Lowndes County Election Fraud
The Liberator, December 1966
Dr. Gwendolyn Patton

The polls opened at 8:00 AM, but Blacks were there at 7:00 to make sure that they cast their ballots for those candidates who hopefully would take them out of "fundamental trick bag." Lowndes County — Black Power — later to be corrupted by white power. Black folks were anxious and frightened.

"Remember, we are the second lever."

"Pull the Black Panther lever and go home."

"Ask the Black sisters to help you in the booth."

So the conversations went for the greater part of the morning. Black folks for the first time felt like citizens. The great day was here in Lowndes County, Alabama.

"Us folks sho' are coming out. Folks want to vote."

"I'm seventy-five, and I feel like I've been born again."

De Lawd sho' want us to vote cuz dere ain't a cloud in de sky."

The lady was right...there was not a cloud in the sky. Black folks walked, rode in trucks and cars to the polls — all of them trying to remember the instructions given them that night before at the Mass Meeting. Some of the new citizens had to be carried because they couldn't walk; other had to be led because they couldn't see. Many were around because they had not registered and wanted so desperately to be citizens, to be a man like their neighbors, to be a part of the "American Dream."

Benton, a predominantly Black precinct, was running smoothly. No trouble...not a cloud in the sky. It was a family reunion, a town's meeting. Folks were helping one another and feeling for the first time in their lives "American."

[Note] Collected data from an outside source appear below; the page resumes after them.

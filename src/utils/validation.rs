use crate::utils::error::{ConvertError, Result};
use std::path::Path;

pub trait Validate {
    fn validate(&self) -> Result<()>;
}

/// The path must exist and be a directory. An empty path never is.
pub fn validate_directory(path: &str) -> Result<()> {
    if path.is_empty() || !Path::new(path).is_dir() {
        return Err(ConvertError::DirectoryNotFound {
            path: path.to_string(),
        });
    }
    Ok(())
}

pub fn validate_non_empty_string(field_name: &str, value: &str) -> Result<()> {
    if value.trim().is_empty() {
        return Err(ConvertError::ConfigError {
            message: format!("{} cannot be empty or whitespace-only", field_name),
        });
    }
    Ok(())
}

#[cfg(test)]
mod tests {
    use super::*;
    use tempfile::{NamedTempFile, TempDir};

    #[test]
    fn test_validate_directory() {
        let dir = TempDir::new().unwrap();
        assert!(validate_directory(dir.path().to_str().unwrap()).is_ok());

        let missing = dir.path().join("missing");
        assert!(matches!(
            validate_directory(missing.to_str().unwrap()),
            Err(ConvertError::DirectoryNotFound { .. })
        ));

        assert!(matches!(
            validate_directory(""),
            Err(ConvertError::DirectoryNotFound { .. })
        ));
    }

    #[test]
    fn test_regular_file_is_not_a_directory() {
        let file = NamedTempFile::new().unwrap();
        assert!(validate_directory(file.path().to_str().unwrap()).is_err());
    }

    #[test]
    fn test_validate_strings() {
        assert!(validate_non_empty_string("tool", "inkscape").is_ok());
        assert!(validate_non_empty_string("tool", "   ").is_err());
    }
}
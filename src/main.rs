//! Loan Projection CLI
//!
//! Command-line interface for amortization schedules, buy-vs-rent
//! comparisons and refinance checks

use anyhow::{bail, Context, Result};
use chrono::NaiveDate;
use clap::{Args, Parser, Subcommand};
use log::info;
use std::path::{Path, PathBuf};

use loan_projection::amortization::{prepayment_savings, try_generate_schedule, Schedule};
use loan_projection::comparison::{analyze_refinance, ComparisonResult, RefinanceInputs};
use loan_projection::loan::{load_loans, ExtraFrequency, LoanTerms, LumpSum};
use loan_projection::rates::round_currency;
use loan_projection::scenario::{ComparisonScenario, ScenarioRunner};

/// Amortization schedules and long-horizon loan comparisons
#[derive(Parser)]
#[command(name = "loan-projection", version, about)]
struct Cli {
    #[command(subcommand)]
    command: Command,
}

#[derive(Subcommand)]
enum Command {
    /// Print an amortization schedule and optionally write it to CSV/JSON
    Schedule(ScheduleArgs),
    /// Summarize every loan in a CSV file
    Batch(BatchArgs),
    /// Project a buy-vs-rent scenario from a JSON file
    Compare(CompareArgs),
    /// Compare keeping a loan against refinancing its balance
    Refinance(RefinanceArgs),
}

#[derive(Args)]
struct LoanArgs {
    /// Amount borrowed
    #[arg(long)]
    principal: f64,
    /// Nominal annual rate in percent (6.5 == 6.5%)
    #[arg(long)]
    rate: f64,
    /// Term in months
    #[arg(long)]
    months: u32,
}

#[derive(Args)]
struct ScheduleArgs {
    #[command(flatten)]
    loan: LoanArgs,
    /// Recurring extra principal payment
    #[arg(long, default_value_t = 0.0)]
    extra: f64,
    /// none, monthly, quarterly or yearly
    #[arg(long, default_value_t = ExtraFrequency::None)]
    frequency: ExtraFrequency,
    /// One-time prepayment as PERIOD:AMOUNT, repeatable
    #[arg(long = "lump-sum", value_parser = parse_lump_sum)]
    lump_sums: Vec<LumpSum>,
    /// Loan start date (YYYY-MM-DD)
    #[arg(long)]
    start_date: Option<NaiveDate>,
    /// Rows to print to the console
    #[arg(long, default_value_t = 24)]
    rows: usize,
    /// Write every period to this CSV file
    #[arg(long)]
    csv: Option<PathBuf>,
    /// Print the full schedule as JSON instead of a table
    #[arg(long)]
    json: bool,
}

#[derive(Args)]
struct BatchArgs {
    /// CSV with Name,Principal,AnnualRatePct,TermMonths[,ExtraPayment,ExtraFrequency,StartDate]
    input: PathBuf,
    /// Summary CSV to write
    #[arg(long, default_value = "loan_summary.csv")]
    output: PathBuf,
}

#[derive(Args)]
struct CompareArgs {
    /// Scenario JSON with ownership, rental and projection sections
    scenario: PathBuf,
    /// Print the full result as JSON
    #[arg(long)]
    json: bool,
    /// Investment returns to sweep, e.g. 0.03,0.05,0.07
    #[arg(long, value_delimiter = ',')]
    returns: Vec<f64>,
}

#[derive(Args)]
struct RefinanceArgs {
    #[command(flatten)]
    loan: LoanArgs,
    /// Payments already made
    #[arg(long)]
    elapsed: u32,
    /// New loan rate in percent
    #[arg(long)]
    new_rate: f64,
    /// New loan term in months
    #[arg(long)]
    new_months: u32,
    #[arg(long, default_value_t = 0.0)]
    closing_costs: f64,
    /// Finance the closing costs
    #[arg(long)]
    roll: bool,
}

fn parse_lump_sum(raw: &str) -> Result<LumpSum, String> {
    let (period, amount) = raw
        .split_once(':')
        .ok_or_else(|| format!("expected PERIOD:AMOUNT, got {}", raw))?;
    let period = period.trim().parse::<u32>().map_err(|e| e.to_string())?;
    let amount = amount.trim().parse::<f64>().map_err(|e| e.to_string())?;
    Ok(LumpSum { period, amount })
}

fn main() -> Result<()> {
    env_logger::init();

    let cli = Cli::parse();
    match cli.command {
        Command::Schedule(args) => run_schedule(args),
        Command::Batch(args) => run_batch(args),
        Command::Compare(args) => run_compare(args),
        Command::Refinance(args) => run_refinance(args),
    }
}

fn run_schedule(args: ScheduleArgs) -> Result<()> {
    let mut terms = LoanTerms::new(args.loan.principal, args.loan.rate, args.loan.months)
        .with_extra(args.extra, args.frequency);
    terms.lump_sums = args.lump_sums;
    terms.start_date = args.start_date;

    let schedule = try_generate_schedule(&terms).context("Invalid loan terms")?;

    if args.json {
        println!("{}", serde_json::to_string_pretty(&schedule)?);
    } else {
        print_schedule(&terms, &schedule, args.rows);
        if terms.has_extras() {
            let savings = prepayment_savings(&terms)?;
            println!("\nExtra payments:");
            println!("  Interest saved: ${:.2}", savings.interest_saved);
            println!("  Periods saved:  {}", savings.periods_saved);
        }
    }

    if let Some(path) = args.csv {
        write_schedule_csv(&path, &schedule)?;
        println!("\nFull schedule written to: {}", path.display());
    }

    Ok(())
}

fn print_schedule(terms: &LoanTerms, schedule: &Schedule, rows: usize) {
    println!("Loan: ${:.2} at {}% for {} months", terms.principal, terms.annual_rate_pct, terms.term_periods);
    println!("  Payment: ${:.2}", schedule.totals.periodic_payment);
    println!();

    println!("{:>6} {:>12} {:>12} {:>12} {:>12} {:>14}", "Period", "Interest", "Principal", "Extra", "Paid", "Balance");
    println!("{}", "-".repeat(74));

    for row in schedule.periods.iter().take(rows) {
        println!(
            "{:>6} {:>12.2} {:>12.2} {:>12.2} {:>12.2} {:>14.2}",
            row.period, row.interest, row.scheduled_principal, row.extra, row.total_paid, row.ending_balance,
        );
    }

    if schedule.periods.len() > rows {
        println!("... ({} more periods)", schedule.periods.len() - rows);
    }

    println!("\nYearly summary:");
    println!("{:>4} {:>12} {:>12} {:>12} {:>14} {:>8}", "Year", "Interest", "Principal", "Extra", "Balance", "Paid %");
    for year in &schedule.years {
        println!(
            "{:>4} {:>12.2} {:>12.2} {:>12.2} {:>14.2} {:>7.1}%",
            year.year, year.interest, year.scheduled_principal, year.extra, year.ending_balance, year.loan_paid_to_date,
        );
    }

    let totals = &schedule.totals;
    println!("\nSummary:");
    println!("  Periods:        {}", totals.num_periods);
    println!("  Total interest: ${:.2}", totals.total_interest);
    println!("  Total paid:     ${:.2}", totals.total_paid);
    if let Some(date) = totals.payoff_date {
        println!("  Payoff date:    {}", date);
    }
}

fn write_schedule_csv(path: &Path, schedule: &Schedule) -> Result<()> {
    let mut writer = csv::Writer::from_path(path)
        .with_context(|| format!("Unable to create {}", path.display()))?;
    for row in &schedule.periods {
        writer.serialize(row.rounded())?;
    }
    writer.flush()?;
    Ok(())
}

fn run_batch(args: BatchArgs) -> Result<()> {
    let loans = load_loans(&args.input)
        .with_context(|| format!("Failed to load loans from {}", args.input.display()))?;
    info!("Loaded {} loans", loans.len());

    let summaries = ScenarioRunner::default().summarize_batch(&loans);

    let mut writer = csv::Writer::from_path(&args.output)
        .with_context(|| format!("Unable to create {}", args.output.display()))?;
    for summary in &summaries {
        writer.serialize(summary)?;
    }
    writer.flush()?;

    let rejected = summaries.iter().filter(|s| !s.valid).count();
    println!("Summarized {} loans ({} rejected) to {}", summaries.len(), rejected, args.output.display());
    Ok(())
}

fn run_compare(args: CompareArgs) -> Result<()> {
    let scenario = ComparisonScenario::from_json_path(&args.scenario)
        .with_context(|| format!("Failed to read scenario {}", args.scenario.display()))?;
    let result = scenario.run().context("Scenario cannot be projected")?;

    if args.json {
        println!("{}", serde_json::to_string_pretty(&result)?);
    } else {
        print_comparison(&result);
    }

    if !args.returns.is_empty() {
        let (ownership, rental) = scenario.build_models()?;
        let runner = ScenarioRunner::new(scenario.projection.clone());
        println!("\nInvestment return sensitivity:");
        for point in runner.return_sensitivity(&ownership, &rental, &args.returns) {
            let year = point
                .break_even_year
                .map(|y| y.to_string())
                .unwrap_or_else(|| "none".to_string());
            println!("  {:>6.2}%  break-even year: {}", point.investment_return * 100.0, year);
        }
    }

    Ok(())
}

fn print_comparison(result: &ComparisonResult) {
    let (a, b) = (&result.label_a, &result.label_b);
    println!(
        "{:>4} {:>14} {:>14} {:>14} {:>14} {:>14}",
        "Year",
        format!("{} cost", a),
        format!("{} cost", b),
        format!("{} equity", a),
        format!("{} net", a),
        format!("{} net", b),
    );
    println!("{}", "-".repeat(80));

    for row in &result.comparison {
        println!(
            "{:>4} {:>14.0} {:>14.0} {:>14.0} {:>14.0} {:>14.0}",
            row.year,
            round_currency(row.cumulative_cost_a),
            round_currency(row.cumulative_cost_b),
            round_currency(row.equity_a),
            round_currency(row.net_position_a),
            round_currency(row.net_position_b),
        );
    }

    match (result.break_even_year, result.break_even_strategy) {
        (Some(year), Some(strategy)) => println!("\n{} becomes cheaper in year {}", result.label(strategy), year),
        _ => println!("\nNo break-even within {} years", result.comparison.len()),
    }

    let crossings = result.crossings();
    if crossings.len() > 1 {
        let later: Vec<u32> = crossings.iter().skip(1).map(|c| c.year).collect();
        println!(
            "  (curves cross {} times; later crossings in years {:?})",
            crossings.len(),
            later
        );
    }
}

fn run_refinance(args: RefinanceArgs) -> Result<()> {
    if args.new_months == 0 {
        bail!("--new-months must be at least 1");
    }

    let inputs = RefinanceInputs {
        current: LoanTerms::new(args.loan.principal, args.loan.rate, args.loan.months),
        periods_elapsed: args.elapsed,
        new_rate_pct: args.new_rate,
        new_term_periods: args.new_months,
        closing_costs: args.closing_costs,
        roll_costs_into_loan: args.roll,
    };
    let analysis = analyze_refinance(&inputs).context("Refinance cannot be analyzed")?;

    println!("Remaining balance:  ${:.2}", analysis.remaining_balance);
    println!("Current payment:    ${:.2}", analysis.current_payment);
    println!("New payment:        ${:.2}", analysis.new_payment);
    println!("Monthly savings:    ${:.2}", analysis.periodic_savings);
    println!("Lifetime savings:   ${:.2}", analysis.lifetime_savings);
    match analysis.break_even_period {
        Some(period) => println!("Break-even after:   {} payments", period),
        None => println!("Break-even after:   never"),
    }

    Ok(())
}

"There' trouble in Sandy Ridge."

The conversations changed as the morning progressed. Trouble seemed to be everywhere, and even though there were no clouds in the sky, white lightening was striking everywhere and on every Black man.

"I saw Jim Clark."

"White folks ridin' round with guns."

"My boss evicted me because I wanted to vote; I wanted to be a man."

"Dese white folks sho' got something up cuz dey is too quiet."

"Why is the Alabama Troopers here?"

"White folks lined across the street from city hall; dey waitin' for somethin'!"

"Look at the nazi sign above the courthouse."

"I scared!!!"

"Man, you forgot your ...?"

"Naw, there aint a cloud in the sky."

The man was right, but there were clouds: God-fearing, gloomy, death- like clouds over every Black man in Lowndes County. If they won, white folks would kill them; if they lost, the klan would have license to kill the uppity niggers, the bad niggers. There wasn't a cloud in the sky....

The Black Panther candidates lost.

Why?

How could they lose? How could our Black candidates lose in a county 81.4 per cent Black? How did Mr. Logan get 164 votes in this precinct and Mrs. Moore only 64 votes in the same precinct? Don't cry. HOW DID WE LOSE?

"My voting machine did name 'X,' but they said I voted anyway.

"It's some folks from Tuscaloosa voting in our county, white folks."

"Miss Ann voted from Montgomery. She lives in Montgomery, but votes in Lowndes County."

"Miss Ann voted for her dead husband."

"Will you help me cause ain't nothing but white folks in dere?"

"I is too scared to 'challenge' white folks; I knows dey cheating."

"I ax the Federal watcher to let the Negro woman help me, but he pointed to the white official.

"My boss told me to pull the first lever and go home."

"Man, we is the second lever."

"Mr. Charlie voted twenty times cause he voted fo' all the Black folks on his plantation."

"Man, white folks are stealing the election. You got your...?"

"Naw, there ain't a cloud in the sky."

Lowndes County is a foreign country, full of Black people, controlled by white people from Johnson on down. Did Johnson and his boys in the Democratic Party have a meeting to make certain that Black people didn't win the election? Is Lowndes County the example to show niggers that they better stay in their 'places'?" Johnson, is that what you are trying to articulate? Is that what you call democracy?

There were no reporters as there were at Wallace's headquarters. Was it because the white folks had conspired together and did not want reporters to relate to the public their over-cheating, their stealing of the elections? Is the political struggle of Black people anything in this country? It is thundering now. There is no place to go, no homes, no farms, no lands...NO CLOUDS in the SKY.

So it was. A beautiful day in Lowndes County, Alabama. God controlled the skies, but the white man determined the clouds, the lightening, the thundering...and the victims. Who controls the silver lining?

"Man, you got your ...?"

"Naw, ain't no clouds in the sky."

Election day was over, and night began to fall. There were no clouds in the sky, but the white man's clouds began to thicken as the night grew darker.

"A Black man got whipped by a white cop for challenging. He had to go to the hospital out of town."

People had gathered at the Lowndes County Freedom Organization Headquarters to discuss protection for the women, for the children, and especially for the candidates.

"Man, you got your ...?"

"YEAH!"

There seems to be white clouds everywhere groping for Black men in the dark. We have to stop that to make certain that there "ain't a cloud in the sky."

"Man, we better go home and get our...together because we got to control that silver lining."